EXERCISE GOAL -> Set out exactly, line by line, the stretch of data below that begins at the line containing "let raw_date: String = row.get(2)?;" and ends at the line containing "pub(crate) fn parse_date(text: &str)", with both ends kept.

DATA LISTING ->

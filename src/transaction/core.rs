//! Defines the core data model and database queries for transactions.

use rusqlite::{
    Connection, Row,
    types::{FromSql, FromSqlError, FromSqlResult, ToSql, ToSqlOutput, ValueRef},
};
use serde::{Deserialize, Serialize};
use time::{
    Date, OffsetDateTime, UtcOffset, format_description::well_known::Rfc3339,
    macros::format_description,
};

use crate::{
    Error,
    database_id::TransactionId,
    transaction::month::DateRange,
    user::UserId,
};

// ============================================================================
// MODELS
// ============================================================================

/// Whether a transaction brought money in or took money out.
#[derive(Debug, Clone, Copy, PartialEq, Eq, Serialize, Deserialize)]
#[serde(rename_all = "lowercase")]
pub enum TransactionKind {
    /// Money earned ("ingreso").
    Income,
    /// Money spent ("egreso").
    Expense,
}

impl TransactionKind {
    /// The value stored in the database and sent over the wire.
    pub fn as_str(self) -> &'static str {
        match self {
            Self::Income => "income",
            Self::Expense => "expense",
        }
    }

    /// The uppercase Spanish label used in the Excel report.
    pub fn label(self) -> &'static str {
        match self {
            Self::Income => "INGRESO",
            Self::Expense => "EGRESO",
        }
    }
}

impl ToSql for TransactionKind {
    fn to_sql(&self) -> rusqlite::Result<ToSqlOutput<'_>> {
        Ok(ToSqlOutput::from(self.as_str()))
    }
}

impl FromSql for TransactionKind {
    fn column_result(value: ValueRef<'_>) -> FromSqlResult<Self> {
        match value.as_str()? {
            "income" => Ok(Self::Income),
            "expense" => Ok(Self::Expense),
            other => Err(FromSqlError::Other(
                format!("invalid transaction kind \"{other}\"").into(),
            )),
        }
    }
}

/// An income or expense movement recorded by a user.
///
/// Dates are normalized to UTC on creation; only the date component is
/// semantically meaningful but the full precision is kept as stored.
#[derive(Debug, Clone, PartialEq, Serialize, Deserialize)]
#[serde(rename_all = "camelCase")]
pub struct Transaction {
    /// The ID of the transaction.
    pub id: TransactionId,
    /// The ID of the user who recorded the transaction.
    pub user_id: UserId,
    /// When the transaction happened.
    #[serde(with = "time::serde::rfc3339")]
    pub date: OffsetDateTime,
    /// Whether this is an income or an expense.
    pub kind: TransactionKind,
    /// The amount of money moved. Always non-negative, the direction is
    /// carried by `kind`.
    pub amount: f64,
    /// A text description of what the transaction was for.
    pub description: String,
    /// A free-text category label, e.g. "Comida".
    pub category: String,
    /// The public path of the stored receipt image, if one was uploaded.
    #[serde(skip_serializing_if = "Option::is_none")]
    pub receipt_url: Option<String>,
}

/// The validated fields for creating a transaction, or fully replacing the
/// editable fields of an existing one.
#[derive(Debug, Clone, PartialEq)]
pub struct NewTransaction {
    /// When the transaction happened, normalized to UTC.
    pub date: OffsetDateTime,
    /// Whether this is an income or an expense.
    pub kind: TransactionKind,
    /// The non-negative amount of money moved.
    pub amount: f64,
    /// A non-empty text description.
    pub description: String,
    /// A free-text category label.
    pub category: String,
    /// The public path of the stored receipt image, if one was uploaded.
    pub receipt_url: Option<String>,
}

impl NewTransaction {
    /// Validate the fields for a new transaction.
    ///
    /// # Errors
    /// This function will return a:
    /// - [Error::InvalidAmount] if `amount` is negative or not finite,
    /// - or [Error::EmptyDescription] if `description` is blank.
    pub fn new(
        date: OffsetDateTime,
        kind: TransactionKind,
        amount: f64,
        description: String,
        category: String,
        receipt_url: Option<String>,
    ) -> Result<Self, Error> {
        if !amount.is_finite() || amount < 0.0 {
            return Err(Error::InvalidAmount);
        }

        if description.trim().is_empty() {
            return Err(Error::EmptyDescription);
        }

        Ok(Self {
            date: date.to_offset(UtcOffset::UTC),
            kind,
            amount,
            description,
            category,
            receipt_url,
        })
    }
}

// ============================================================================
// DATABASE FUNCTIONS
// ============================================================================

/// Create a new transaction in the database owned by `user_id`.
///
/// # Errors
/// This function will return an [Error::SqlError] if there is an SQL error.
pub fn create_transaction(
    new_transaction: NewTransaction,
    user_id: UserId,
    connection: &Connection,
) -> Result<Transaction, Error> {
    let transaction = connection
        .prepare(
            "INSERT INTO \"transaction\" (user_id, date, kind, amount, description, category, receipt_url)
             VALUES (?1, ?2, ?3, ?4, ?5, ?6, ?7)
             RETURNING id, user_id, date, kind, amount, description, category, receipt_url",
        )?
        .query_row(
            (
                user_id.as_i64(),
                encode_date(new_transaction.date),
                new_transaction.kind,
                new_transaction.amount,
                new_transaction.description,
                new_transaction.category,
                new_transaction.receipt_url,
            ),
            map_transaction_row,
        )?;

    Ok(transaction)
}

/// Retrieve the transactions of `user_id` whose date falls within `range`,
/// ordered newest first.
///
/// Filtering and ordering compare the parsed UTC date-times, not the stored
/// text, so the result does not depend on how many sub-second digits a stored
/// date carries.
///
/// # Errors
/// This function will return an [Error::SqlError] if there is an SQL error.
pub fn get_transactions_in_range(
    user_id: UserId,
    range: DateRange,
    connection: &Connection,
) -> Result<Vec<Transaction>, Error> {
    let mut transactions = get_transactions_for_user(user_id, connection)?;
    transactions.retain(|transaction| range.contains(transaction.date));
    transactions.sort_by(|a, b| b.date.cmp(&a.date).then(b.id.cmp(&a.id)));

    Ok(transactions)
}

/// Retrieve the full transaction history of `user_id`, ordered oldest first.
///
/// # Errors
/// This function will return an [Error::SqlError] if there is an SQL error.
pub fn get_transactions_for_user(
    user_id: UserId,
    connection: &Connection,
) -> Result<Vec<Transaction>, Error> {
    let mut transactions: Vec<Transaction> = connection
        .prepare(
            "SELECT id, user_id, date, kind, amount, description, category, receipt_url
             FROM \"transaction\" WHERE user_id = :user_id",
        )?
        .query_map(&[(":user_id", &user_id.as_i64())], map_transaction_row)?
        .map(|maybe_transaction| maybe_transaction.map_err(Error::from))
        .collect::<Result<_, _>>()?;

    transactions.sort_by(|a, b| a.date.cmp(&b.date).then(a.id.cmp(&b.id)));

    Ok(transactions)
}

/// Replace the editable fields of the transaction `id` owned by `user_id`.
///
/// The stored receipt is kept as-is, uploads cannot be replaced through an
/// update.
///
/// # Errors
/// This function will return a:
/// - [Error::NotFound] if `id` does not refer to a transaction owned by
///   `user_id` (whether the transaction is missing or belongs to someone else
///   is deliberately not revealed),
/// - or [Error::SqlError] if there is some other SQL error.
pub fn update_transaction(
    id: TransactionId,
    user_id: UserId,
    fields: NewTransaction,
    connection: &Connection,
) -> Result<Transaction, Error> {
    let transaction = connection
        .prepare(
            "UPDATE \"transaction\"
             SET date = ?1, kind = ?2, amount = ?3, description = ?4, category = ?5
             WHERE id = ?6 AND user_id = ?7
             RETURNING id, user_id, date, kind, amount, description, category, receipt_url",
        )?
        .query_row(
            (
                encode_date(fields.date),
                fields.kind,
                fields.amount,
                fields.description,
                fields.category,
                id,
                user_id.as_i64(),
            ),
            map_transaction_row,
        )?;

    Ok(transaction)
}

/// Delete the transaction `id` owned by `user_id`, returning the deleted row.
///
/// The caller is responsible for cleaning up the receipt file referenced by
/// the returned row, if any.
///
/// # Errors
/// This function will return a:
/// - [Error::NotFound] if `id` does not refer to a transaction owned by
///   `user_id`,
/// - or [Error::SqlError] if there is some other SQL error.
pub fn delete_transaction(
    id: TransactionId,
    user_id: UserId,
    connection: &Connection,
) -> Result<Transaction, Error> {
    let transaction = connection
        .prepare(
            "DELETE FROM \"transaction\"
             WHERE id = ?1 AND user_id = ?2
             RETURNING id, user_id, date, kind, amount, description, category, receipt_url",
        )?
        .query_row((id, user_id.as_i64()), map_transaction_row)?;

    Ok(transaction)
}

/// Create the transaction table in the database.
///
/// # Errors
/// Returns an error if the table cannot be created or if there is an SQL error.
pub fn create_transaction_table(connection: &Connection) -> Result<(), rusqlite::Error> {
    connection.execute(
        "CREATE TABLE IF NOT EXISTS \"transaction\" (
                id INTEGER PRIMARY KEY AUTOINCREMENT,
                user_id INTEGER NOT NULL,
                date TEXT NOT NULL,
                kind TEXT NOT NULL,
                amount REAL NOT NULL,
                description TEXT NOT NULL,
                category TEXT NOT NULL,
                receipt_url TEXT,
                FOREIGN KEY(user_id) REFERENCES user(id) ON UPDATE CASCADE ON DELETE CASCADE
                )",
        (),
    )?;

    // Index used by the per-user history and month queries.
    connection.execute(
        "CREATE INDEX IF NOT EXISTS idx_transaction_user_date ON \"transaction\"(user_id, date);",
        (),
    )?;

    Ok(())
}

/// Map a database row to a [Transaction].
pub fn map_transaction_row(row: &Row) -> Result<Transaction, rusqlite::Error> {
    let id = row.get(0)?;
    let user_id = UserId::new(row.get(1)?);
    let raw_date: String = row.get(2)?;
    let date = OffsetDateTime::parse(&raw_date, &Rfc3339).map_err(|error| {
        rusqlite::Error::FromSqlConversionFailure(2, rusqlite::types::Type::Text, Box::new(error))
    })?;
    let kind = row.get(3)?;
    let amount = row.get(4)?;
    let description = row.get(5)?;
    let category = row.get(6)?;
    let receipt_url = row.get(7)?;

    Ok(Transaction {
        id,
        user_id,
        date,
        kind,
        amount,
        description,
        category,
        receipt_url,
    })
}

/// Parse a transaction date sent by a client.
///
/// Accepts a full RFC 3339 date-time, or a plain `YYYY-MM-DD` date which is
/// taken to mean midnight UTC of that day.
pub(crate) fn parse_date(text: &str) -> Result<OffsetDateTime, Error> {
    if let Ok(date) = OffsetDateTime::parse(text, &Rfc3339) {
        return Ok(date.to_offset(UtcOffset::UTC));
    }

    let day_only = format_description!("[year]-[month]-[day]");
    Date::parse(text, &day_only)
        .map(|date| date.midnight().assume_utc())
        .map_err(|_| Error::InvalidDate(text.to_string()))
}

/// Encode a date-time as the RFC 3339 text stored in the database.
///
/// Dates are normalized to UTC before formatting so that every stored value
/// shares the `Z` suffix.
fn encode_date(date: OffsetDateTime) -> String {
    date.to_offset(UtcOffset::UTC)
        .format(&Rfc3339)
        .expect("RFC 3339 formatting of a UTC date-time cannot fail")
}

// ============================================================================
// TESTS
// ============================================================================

FINISHED EXERCISE ->
    let raw_date: String = row.get(2)?;
    let date = OffsetDateTime::parse(&raw_date, &Rfc3339).map_err(|error| {
        rusqlite::Error::FromSqlConversionFailure(2, rusqlite::types::Type::Text, Box::new(error))
    })?;
    let kind = row.get(3)?;
    let amount = row.get(4)?;
    let description = row.get(5)?;
    let category = row.get(6)?;
    let receipt_url = row.get(7)?;

    Ok(Transaction {
        id,
        user_id,
        date,
        kind,
        amount,
        description,
        category,
        receipt_url,
    })
}

/// Parse a transaction date sent by a client.
///
/// Accepts a full RFC 3339 date-time, or a plain `YYYY-MM-DD` date which is
/// taken to mean midnight UTC of that day.
pub(crate) fn parse_date(text: &str) -> Result<OffsetDateTime, Error> {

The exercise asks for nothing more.